[Record excerpts]
#####

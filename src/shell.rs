use std::io::{self, BufRead, Write};
use crate::board::{Position, Square};
use crate::game::{Game, MatchConfig, Outcome};
use crate::movegen::generate_moves;
use crate::search::noise::Opponent;

/// Line-oriented front end for one match: the user types moves, the
/// simulated opponent answers.
pub struct Shell {
    start: Position,
    config: MatchConfig,
    topk: usize,
    seed: u64,
    game: Game,
    opponent: Opponent,
}

impl Shell {
    pub fn new(start: Position, config: MatchConfig, topk: usize, seed: u64) -> Self {
        let game = Game::new(start.clone(), config.clone());
        let opponent = Opponent::new(config.piece_values, topk, seed);
        Self { start, config, topk, seed, game, opponent }
    }

    pub fn game(&self) -> &Game { &self.game }

    fn cmd_board<W: Write>(&self, out: &mut W) -> io::Result<()> {
        writeln!(out, "{}", self.game.position())
    }

    fn cmd_moves<W: Write>(&self, args: &str, out: &mut W) -> io::Result<()> {
        let sq: Square = match args.trim().parse() {
            Ok(sq) => sq,
            Err(e) => return writeln!(out, "error: {}", e),
        };
        match self.game.position().occupant(sq) {
            Some(p) => {
                let moves: Vec<String> = generate_moves(p, self.game.position()).iter().map(|s| s.to_string()).collect();
                writeln!(out, "{} {} on {}: {}", p.color, p.kind, sq, moves.join(" "))
            }
            None => writeln!(out, "error: no piece on {}", sq),
        }
    }

    fn cmd_move<W: Write>(&mut self, args: &str, out: &mut W) -> io::Result<()> {
        if self.game.outcome().is_some() { return writeln!(out, "error: the match is over"); }
        if !self.game.is_users_turn() { return writeln!(out, "error: not your turn"); }
        match self.game.play_uci(args.trim()) {
            Ok(Some(c)) => writeln!(out, "ok, captured {} {}", c.color, c.kind)?,
            Ok(None) => writeln!(out, "ok")?,
            Err(e) => return writeln!(out, "error: {}", e),
        }
        self.opponent_turns(out)
    }

    fn cmd_best<W: Write>(&self, out: &mut W) -> io::Result<()> {
        match self.game.suggestion() {
            Some(m) => writeln!(out, "best {} (score {}): {}", m.mv.uci(), m.score, m.reason),
            None => writeln!(out, "best none"),
        }
    }

    fn cmd_advise<W: Write>(&self, out: &mut W) -> io::Result<()> {
        match self.game.advice() {
            Some(m) => writeln!(out, "advise {}: {}", m.mv.uci(), m.reason),
            None => writeln!(out, "advise none"),
        }
    }

    fn cmd_skip<W: Write>(&mut self, out: &mut W) -> io::Result<()> {
        if self.game.outcome().is_some() { return writeln!(out, "error: the match is over"); }
        if !self.game.is_users_turn() { return writeln!(out, "error: not your turn"); }
        if let Err(e) = self.game.skip() { return writeln!(out, "error: {}", e); }
        writeln!(out, "skipped")?;
        self.opponent_turns(out)
    }

    fn cmd_score<W: Write>(&self, out: &mut W) -> io::Result<()> {
        let g = &self.game;
        writeln!(out, "score user {} opponent {} ply {}/{} skips {}/{}",
            g.user_score(), g.opponent_score(), g.move_count(), g.config().max_plies, g.skipped().user, g.skipped().opponent)
    }

    fn cmd_new<W: Write>(&mut self, out: &mut W) -> io::Result<()> {
        self.game = Game::new(self.start.clone(), self.config.clone());
        self.opponent = Opponent::new(self.config.piece_values, self.topk, self.seed);
        writeln!(out, "new match")?;
        self.opponent_turns(out)
    }

    fn opponent_turns<W: Write>(&mut self, out: &mut W) -> io::Result<()> {
        while self.game.outcome().is_none() && !self.game.is_users_turn() {
            match self.game.play_opponent(&mut self.opponent) {
                Ok(Some(m)) => writeln!(out, "opponent plays {}", m.mv.uci())?,
                Ok(None) => writeln!(out, "opponent skips")?,
                Err(e) => return writeln!(out, "error: {}", e),
            }
        }
        if let Some(o) = self.game.outcome() {
            let text = match o {
                Outcome::UserWins => "you win",
                Outcome::OpponentWins => "opponent wins",
                Outcome::Draw => "draw",
            };
            writeln!(out, "result: {} ({}-{})", text, self.game.user_score(), self.game.opponent_score())?;
        }
        Ok(())
    }

    pub fn run<R: BufRead, W: Write>(&mut self, input: R, out: &mut W) -> io::Result<()> {
        self.opponent_turns(out)?;
        for line in input.lines() {
            let line = line?;
            let line = line.trim();
            if line.is_empty() { continue; }
            let (cmd, rest) = line.split_once(' ').unwrap_or((line, ""));
            match cmd {
                "quit" => break,
                "board" => self.cmd_board(out)?,
                "moves" => self.cmd_moves(rest, out)?,
                "move" => self.cmd_move(rest, out)?,
                "best" => self.cmd_best(out)?,
                "advise" => self.cmd_advise(out)?,
                "skip" => self.cmd_skip(out)?,
                "score" => self.cmd_score(out)?,
                "new" => self.cmd_new(out)?,
                _ => writeln!(out, "unknown command: {}", cmd)?,
            }
            out.flush()?;
        }
        Ok(())
    }
}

#####

[What to do] Return all lines of the material that have "text" in them.

[Worked solution]
            let text = match o {
            writeln!(out, "result: {} ({}-{})", text, self.game.user_score(), self.game.opponent_score())?;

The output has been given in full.